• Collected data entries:
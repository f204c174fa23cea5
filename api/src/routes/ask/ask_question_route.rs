//! POST /ask — answers a question against the document corpus.

use std::sync::Arc;

use answerer::AskOptions;
use axum::{
    Json,
    body::Body,
    extract::State,
    http::{HeaderValue, StatusCode, header},
    response::{IntoResponse, Response},
};

use crate::{
    core::app_state::AppState,
    error_handler::AppError,
    routes::ask::ask_request::{AskRequest, AskResponse},
};

/// Handler: POST /ask
///
/// Batch mode returns one JSON body with the answer, matches, and stats.
/// With `"stream": true` the answer is delivered as plain-text fragments;
/// the context matches ride ahead of the body in the `x-rag-matches`
/// header so clients can render provenance while text is still arriving.
///
/// # Example
/// ```bash
/// curl -X POST http://127.0.0.1:8080/ask \
///   -H 'content-type: application/json' \
///   -d '{"question":"How is the valve released?","top_k":4}'
/// ```
pub async fn ask(
    State(state): State<Arc<AppState>>,
    Json(body): Json<AskRequest>,
) -> Result<Response, AppError> {
    if body.question.trim().is_empty() {
        return Err(AppError::BadRequest("question must not be empty".into()));
    }

    // Zero fields mean "use env defaults" downstream.
    let opts = AskOptions {
        top_k: body.top_k.unwrap_or(0),
        answer_tokens: body.answer_tokens.unwrap_or(0),
    };

    if body.stream.unwrap_or(state.stream_default) {
        let (matches, stream) = state.session.answer_stream(&body.question, opts).await?;

        let matches_json = serde_json::to_string(&matches).map_err(internal)?;
        let matches_header = HeaderValue::from_str(&matches_json)
            .map_err(|e| internal(format!("unencodable matches header: {e}")))?;

        let response = Response::builder()
            .status(StatusCode::OK)
            .header(header::CONTENT_TYPE, "text/plain; charset=utf-8")
            .header("x-rag-matches", matches_header)
            .body(Body::from_stream(stream))
            .map_err(internal)?;
        Ok(response)
    } else {
        let out = state.session.answer(&body.question, opts).await?;
        Ok(Json(AskResponse {
            answer: out.answer,
            matches: out.matches,
            stats: out.stats,
        })
        .into_response())
    }
}

fn internal(e: impl ToString) -> AppError {
    AppError::Http {
        status: StatusCode::INTERNAL_SERVER_ERROR,
        code: "INTERNAL",
        message: e.to_string(),
    }
}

• Work task: Reproduce all of the entries above verbatim.

• Exercise response:
repository f204c174fa23cea5
filename api/src/routes/ask/ask_question_route.rs
//! POST /ask — answers a question against the document corpus.

use std::sync::Arc;

use answerer::AskOptions;
use axum::{
    Json,
    body::Body,
    extract::State,
    http::{HeaderValue, StatusCode, header},
    response::{IntoResponse, Response},
};

use crate::{
    core::app_state::AppState,
    error_handler::AppError,
    routes::ask::ask_request::{AskRequest, AskResponse},
};

/// Handler: POST /ask
///
/// Batch mode returns one JSON body with the answer, matches, and stats.
/// With `"stream": true` the answer is delivered as plain-text fragments;
/// the context matches ride ahead of the body in the `x-rag-matches`
/// header so clients can render provenance while text is still arriving.
///
/// # Example
/// ```bash
/// curl -X POST http://127.0.0.1:8080/ask \
///   -H 'content-type: application/json' \
///   -d '{"question":"How is the valve released?","top_k":4}'
/// ```
pub async fn ask(
    State(state): State<Arc<AppState>>,
    Json(body): Json<AskRequest>,
) -> Result<Response, AppError> {
    if body.question.trim().is_empty() {
        return Err(AppError::BadRequest("question must not be empty".into()));
    }

    // Zero fields mean "use env defaults" downstream.
    let opts = AskOptions {
        top_k: body.top_k.unwrap_or(0),
        answer_tokens: body.answer_tokens.unwrap_or(0),
    };

    if body.stream.unwrap_or(state.stream_default) {
        let (matches, stream) = state.session.answer_stream(&body.question, opts).await?;

        let matches_json = serde_json::to_string(&matches).map_err(internal)?;
        let matches_header = HeaderValue::from_str(&matches_json)
            .map_err(|e| internal(format!("unencodable matches header: {e}")))?;

        let response = Response::builder()
            .status(StatusCode::OK)
            .header(header::CONTENT_TYPE, "text/plain; charset=utf-8")
            .header("x-rag-matches", matches_header)
            .body(Body::from_stream(stream))
            .map_err(internal)?;
        Ok(response)
    } else {
        let out = state.session.answer(&body.question, opts).await?;
        Ok(Json(AskResponse {
            answer: out.answer,
            matches: out.matches,
            stats: out.stats,
        })
        .into_response())
    }
}

fn internal(e: impl ToString) -> AppError {
    AppError::Http {
        status: StatusCode::INTERNAL_SERVER_ERROR,
        code: "INTERNAL",
        message: e.to_string(),
    }
}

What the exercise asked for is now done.